Required action |
Only a slice of the listing below is wanted. Retype the lines from the one containing "pub fn echo_handler(text: &str)" through the one containing "pub fn health_handler(w: &mut", exactly, both ends included.

Records provided |
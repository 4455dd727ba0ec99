//! The echo handler: writes the configured text followed by a newline.

use bytes::Bytes;

use crate::handler::{Handler, RequestContext, ResponseWriter};

/// Build a handler that answers every request with `text` and a trailing
/// newline.
pub fn echo_handler(text: &str) -> impl Handler {
    let body = Bytes::from(format!("{text}\n"));
    move |w: &mut dyn ResponseWriter, req: &RequestContext| {
        if let Err(e) = w.write(&body) {
            tracing::debug!(path = %req.path(), error = %e, "failed to write echo response");
        }
    }
}
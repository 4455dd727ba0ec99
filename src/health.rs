//! `GET /health` endpoint handler.
//!
//! Writes a fixed [`HealthResponse`] JSON payload. The status line and
//! identity headers are committed by the surrounding middleware, so this
//! handler only produces the body.

use serde::{Deserialize, Serialize};

use crate::handler::{RequestContext, ResponseWriter};

#[derive(Debug, Serialize, Deserialize, PartialEq, Eq)]
pub struct HealthResponse {
    pub status: String,
}

impl HealthResponse {
    #[must_use]
    pub fn ok() -> Self {
        Self {
            status: "ok".to_string(),
        }
    }
}

pub fn health_handler(w: &mut dyn ResponseWriter, _req: &RequestContext) {
    match serde_json::to_vec(&HealthResponse::ok()) {
        Ok(body) => {
            if let Err(e) = w.write(&body) {
                tracing::debug!(error = %e, "failed to write health response");
            }
        }
        Err(e) => tracing::error!(error = %e, "failed to encode health response"),
    }
}
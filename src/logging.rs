//! Structured logging setup using the `tracing` ecosystem.
//!
//! Configures a `tracing-subscriber` with either JSON output (for
//! production) or pretty-printed output (for TTY / local dev). Format
//! is auto-detected from the terminal but can be forced via `--json`
//! or `--pretty`.
//!
//! Access records emitted by [`TracingSink`](crate::middleware::TracingSink)
//! flow through the same subscriber under the `http_echo::access` target.

use tracing_subscriber::filter::Targets;
use tracing_subscriber::{fmt, layer::SubscriberExt, util::SubscriberInitExt};

use crate::cli::LogLevel;

#[derive(Debug, Clone, Copy, PartialEq, Eq)]
pub enum LogFormat {
    Json,
    Pretty,
}

#[must_use]
pub fn resolve_format(pretty: bool, json: bool) -> LogFormat {
    if json {
        LogFormat::Json
    } else if pretty || std::io::IsTerminal::is_terminal(&std::io::stdout()) {
        LogFormat::Pretty
    } else {
        LogFormat::Json
    }
}

pub fn init(level: &LogLevel, format: LogFormat) {
    let filter = Targets::new().with_default(level.to_tracing_level());

    match format {
        LogFormat::Json => {
            tracing_subscriber::registry()
                .with(filter)
                .with(fmt::layer().json().flatten_event(true).with_target(false))
                .init();
        }
        LogFormat::Pretty => {
            tracing_subscriber::registry()
                .with(filter)
                .with(fmt::layer().pretty())
                .init();
        }
    }
}
//! Build metadata and the application identity stamped on responses.
//!
//! The git commit comes from `build.rs`; name and version come from the
//! crate manifest and serve as defaults for `--app-name`/`--app-version`.

use axum::http::HeaderValue;

use crate::error::EchoError;

pub const NAME: &str = env!("CARGO_PKG_NAME");
pub const VERSION: &str = env!("CARGO_PKG_VERSION");
pub const GIT_COMMIT: &str = env!("HTTP_ECHO_GIT_COMMIT");

/// Version string shown by `--version`, e.g. `0.2.3 (a1b2c3d)`.
pub const DISPLAY_VERSION: &str = concat!(
    env!("CARGO_PKG_VERSION"),
    " (",
    env!("HTTP_ECHO_GIT_COMMIT"),
    ")"
);

/// Human-readable `name vX.Y.Z (commit)` line used in startup logs.
#[must_use]
pub fn human_version() -> String {
    format!("{NAME} v{VERSION} ({GIT_COMMIT})")
}

/// Application name and version, validated once as header values.
///
/// Cloning is cheap: `HeaderValue` is backed by `Bytes`.
#[derive(Debug, Clone)]
pub struct AppIdentity {
    name: HeaderValue,
    version: HeaderValue,
}

impl AppIdentity {
    pub fn new(name: &str, version: &str) -> Result<Self, EchoError> {
        Ok(Self {
            name: header_value("X-App-Name", name)?,
            version: header_value("X-App-Version", version)?,
        })
    }

    #[must_use]
    pub const fn name(&self) -> &HeaderValue {
        &self.name
    }

    #[must_use]
    pub const fn version(&self) -> &HeaderValue {
        &self.version
    }
}

fn header_value(name: &'static str, value: &str) -> Result<HeaderValue, EchoError> {
    HeaderValue::from_str(value).map_err(|_| EchoError::InvalidHeaderValue {
        name,
        value: value.to_string(),
    })
}
//! Response-capturing writer proxy.

use std::io;

use axum::http::{HeaderMap, StatusCode};

use crate::handler::ResponseWriter;

/// Wraps another [`ResponseWriter`] and remembers the status and length of
/// what passed through it. Every call is forwarded unchanged.
///
/// `length` holds the size of the most recent write only, not a running
/// total.
pub struct CaptureWriter<'a> {
    inner: &'a mut dyn ResponseWriter,
    status: Option<StatusCode>,
    length: usize,
}

impl<'a> CaptureWriter<'a> {
    pub fn new(inner: &'a mut dyn ResponseWriter) -> Self {
        Self {
            inner,
            status: None,
            length: 0,
        }
    }

    /// Recorded status, `None` if the handler neither committed nor wrote.
    #[must_use]
    pub const fn status(&self) -> Option<StatusCode> {
        self.status
    }

    #[must_use]
    pub const fn length(&self) -> usize {
        self.length
    }
}

impl ResponseWriter for CaptureWriter<'_> {
    fn headers_mut(&mut self) -> &mut HeaderMap {
        self.inner.headers_mut()
    }

    fn write_header(&mut self, status: StatusCode) {
        self.status = Some(status);
        self.inner.write_header(status);
    }

    fn write(&mut self, buf: &[u8]) -> io::Result<usize> {
        if self.status.is_none() {
            self.status = Some(StatusCode::OK);
        }
        self.length = buf.len();
        self.inner.write(buf)
    }
}
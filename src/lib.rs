//! http-echo is a small HTTP server that answers every request with a
//! configured text and status code, and writes one structured access
//! record per request.
//!
//! Handlers use a writer model: they receive a
//! [`ResponseWriter`](handler::ResponseWriter) and drive it. That lets the
//! access-log middleware swap in a capturing proxy and observe the final
//! status and payload length without changing a byte on the wire.
//!
//! # Architecture
//!
//! - [`cli`] -- Command-line argument parsing with clap derive macros.
//! - [`config`] -- Validated runtime configuration built from the CLI.
//! - [`echo`] -- The echo handler.
//! - [`error`] -- Unified error type using `thiserror`.
//! - [`handler`] -- Writer-style handler traits, request context, and the
//!   axum adapter.
//! - [`health`] -- `GET /health` handler.
//! - [`logging`] -- Structured tracing setup with JSON and pretty-print output.
//! - [`middleware`] -- Identity headers, response capture, and access logging.
//! - [`response`] -- Buffered response sink converted into an axum response.
//! - [`run`] -- Startup: config, logging, listener, graceful shutdown.
//! - [`server`] -- Router construction and shutdown signal handling.
//! - [`version`] -- Build metadata and the application identity.

// Binary crate: public functions are internal, not consumed by external users.
#![allow(clippy::missing_errors_doc)]

pub mod cli;
pub mod config;
pub mod echo;
pub mod error;
pub mod handler;
pub mod health;
pub mod logging;
pub mod middleware;
pub mod response;
pub mod run;
pub mod server;
pub mod version;
//! Axum router setup and graceful shutdown.
//!
//! [`build_router`] mounts the echo and health handlers, each wrapped as
//! `access_log(app_headers(status, handler))`, behind a catch-panic layer.
//! [`shutdown_signal`] resolves on SIGTERM / Ctrl+C.

use std::sync::Arc;

use axum::http::StatusCode;
use axum::Router;
use tower::ServiceBuilder;
use tower_http::catch_panic::CatchPanicLayer;

use crate::config::Config;
use crate::echo::echo_handler;
use crate::handler::{into_route, Handler};
use crate::health::health_handler;
use crate::middleware::{with_access_log, with_app_headers, RecordSink};
use crate::version::AppIdentity;

/// Wrap `handler` in the standard middleware stack: identity headers and a
/// fixed `status` first, the access log around both.
pub fn instrument<H: Handler>(
    handler: H,
    identity: &AppIdentity,
    status: StatusCode,
    sink: Arc<dyn RecordSink>,
) -> impl Handler {
    with_access_log(sink, with_app_headers(identity.clone(), status, handler))
}

pub fn build_router(config: &Config, sink: Arc<dyn RecordSink>) -> Router {
    let echo = instrument(
        echo_handler(&config.text),
        &config.identity,
        config.status_code,
        Arc::clone(&sink),
    );
    let health = instrument(health_handler, &config.identity, StatusCode::OK, sink);

    Router::new()
        .route("/health", into_route(health))
        .fallback_service(into_route(echo))
        .layer(ServiceBuilder::new().layer(CatchPanicLayer::new()))
}

pub async fn shutdown_signal() {
    let ctrl_c = async {
        if let Err(e) = tokio::signal::ctrl_c().await {
            tracing::error!(error = %e, "failed to install Ctrl+C handler");
            std::future::pending::<()>().await;
        }
    };

    #[cfg(unix)]
    let terminate = async {
        match tokio::signal::unix::signal(tokio::signal::unix::SignalKind::terminate()) {
            Ok(mut signal) => {
                signal.recv().await;
            }
            Err(e) => {
                tracing::error!(error = %e, "failed to install SIGTERM handler");
                std::future::pending::<()>().await;
            }
        }
    };

    #[cfg(not(unix))]
    let terminate = std::future::pending::<()>();

    tokio::select! {
        () = ctrl_c => tracing::info!("received Ctrl+C"),
        () = terminate => tracing::info!("received SIGTERM"),
    }
}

Answer to the problem |
pub fn echo_handler(text: &str) -> impl Handler {
    let body = Bytes::from(format!("{text}\n"));
    move |w: &mut dyn ResponseWriter, req: &RequestContext| {
        if let Err(e) = w.write(&body) {
            tracing::debug!(path = %req.path(), error = %e, "failed to write echo response");
        }
    }
}
repository 4455dd727ba0ec99
filename src/health.rs
//! `GET /health` endpoint handler.
//!
//! Writes a fixed [`HealthResponse`] JSON payload. The status line and
//! identity headers are committed by the surrounding middleware, so this
//! handler only produces the body.

use serde::{Deserialize, Serialize};

use crate::handler::{RequestContext, ResponseWriter};

#[derive(Debug, Serialize, Deserialize, PartialEq, Eq)]
pub struct HealthResponse {
    pub status: String,
}

impl HealthResponse {
    #[must_use]
    pub fn ok() -> Self {
        Self {
            status: "ok".to_string(),
        }
    }
}

pub fn health_handler(w: &mut dyn ResponseWriter, _req: &RequestContext) {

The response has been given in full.